The European Union is expected this month to suspend visa-free travel for holders of Georgian diplomatic and service passports, following a sharply critical assessment of Georgia’s democratic trajectory by the European Commission.
The move follows the Commission’s annual visa suspension mechanism report, published on 19 December 2025, which concluded that Georgia has “violated numerous commitments undertaken during the visa liberalisation dialogue” and shown “systemic and deliberate” democratic backsliding.
Visa-free travel for Georgian citizens was first granted in 2017 and has long been touted by the ruling Georgian Dream (GD) party as a key foreign policy achievement.
The report strongly criticised recent Georgian legislation, including laws on the “transparency of foreign influence” – dubbed the “foreign agent” or “Russian” law and on “family values and protection of minors” – the “anti-LGBT” law – arguing that they restrict fundamental rights and contradict Georgia’s European and international commitments.
“In most areas, no corrective measures were reported and, in several others, the situation has further deteriorated,” the Commission said, adding that Georgia has “regressed significantly” on rule-of-law and governance benchmarks.
Under revised EU rules adopted in November 2025 and entering into force at the end of December, the Commission can more easily trigger visa suspensions. The new mechanism allows for a phased approach, beginning with diplomatic, service, and official passports — those held by officials deemed responsible for failing to address EU concerns — before potentially extending to the wider population if problems persist.

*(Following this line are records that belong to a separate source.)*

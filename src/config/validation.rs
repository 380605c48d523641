//! Semantic validation of a parsed configuration.
//!
//! Serde handles syntax; this checks the values make sense together and
//! reports every violation at once.

use std::net::SocketAddr;
use thiserror::Error;

use crate::config::schema::GatewayConfig;

/// A single semantic configuration problem.
#[derive(Debug, Clone, PartialEq, Eq, Error)]
#[error("{field}: {reason}")]
pub struct ValidationError {
    pub field: &'static str,
    pub reason: String,
}

impl ValidationError {
    fn new(field: &'static str, reason: impl Into<String>) -> Self {
        Self {
            field,
            reason: reason.into(),
        }
    }
}

/// Validate a configuration, collecting all errors.
pub fn validate_config(config: &GatewayConfig) -> Result<(), Vec<ValidationError>> {
    let mut errors = Vec::new();

    if let Err(e) = url::Url::parse(&config.api.base_url) {
        errors.push(ValidationError::new("api.base_url", format!("invalid URL: {}", e)));
    }
    if config.api.api_key_header.trim().is_empty() {
        errors.push(ValidationError::new("api.api_key_header", "must not be empty"));
    }
    if config.api.timeout_secs == 0 {
        errors.push(ValidationError::new("api.timeout_secs", "must be greater than 0"));
    }

    if config.rate_limit.limit == 0 {
        errors.push(ValidationError::new("rate_limit.limit", "must be greater than 0"));
    }
    if config.rate_limit.window_ms == 0 {
        errors.push(ValidationError::new("rate_limit.window_ms", "must be greater than 0"));
    }

    if config.retries.max_retries == 0 {
        errors.push(ValidationError::new(
            "retries.max_retries",
            "must allow at least one attempt",
        ));
    }
    if config.retries.max_retry_delay_ms < config.retries.base_delay_ms {
        errors.push(ValidationError::new(
            "retries.max_retry_delay_ms",
            format!(
                "{} is below base_delay_ms ({})",
                config.retries.max_retry_delay_ms, config.retries.base_delay_ms
            ),
        ));
    }

    if config.observability.metrics_enabled
        && config.observability.metrics_address.parse::<SocketAddr>().is_err()
    {
        errors.push(ValidationError::new(
            "observability.metrics_address",
            format!("'{}' is not a socket address", config.observability.metrics_address),
        ));
    }

    if errors.is_empty() {
        Ok(())
    } else {
        Err(errors)
    }
}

EU sources say the Commission is expected to present a draft implementing decision in mid-January, triggering a vote by member states under the so-called comitology procedure. Adoption requires a qualified majority — 55% of EU countries representing at least 65% of the bloc’s population — a threshold diplomats say is likely to be met. A briefing is expected at a Council visa working party meeting on January 23.
Beyond democratic backsliding, the report highlighted poor alignment with EU visa policy. Georgia maintains 26 visa-free regimes with countries whose citizens require visas for the EU and granted visa-free entry to Chinese citizens in 2024, a move Brussels described as a step backward. It also criticised Georgia’s practice of allowing entry to nationals of 17 African and Asian countries which are visa-required both in the EU and Georgia solely on the basis of a visa or residence permit issued by one of the Gulf Cooperation Council countries.
The Commission further warned about migration and security risks, including the arrival of around 160,000 Russian citizens since Moscow’s full-scale invasion of Ukraine. It cited concerns that the Russian presence could be exploited for foreign influence operations and flagged potential misuse of simplified Georgian naturalisation procedures.
Georgian Parliamentary Speaker Shalva Papuashvili condemned the proposed suspension as “segregation” and accused the EU of “Brussels is leading the EU toward a civilisational abyss, to the dark past where Europe once was”. His comments echo past GD rhetoric that Europe is in decline and suffering both an economic and identity crisis.
While largely symbolic — diplomats can still travel on ordinary passports — Brussels warned that failure to implement reforms could ultimately put Georgia’s entire visa-free regime at risk.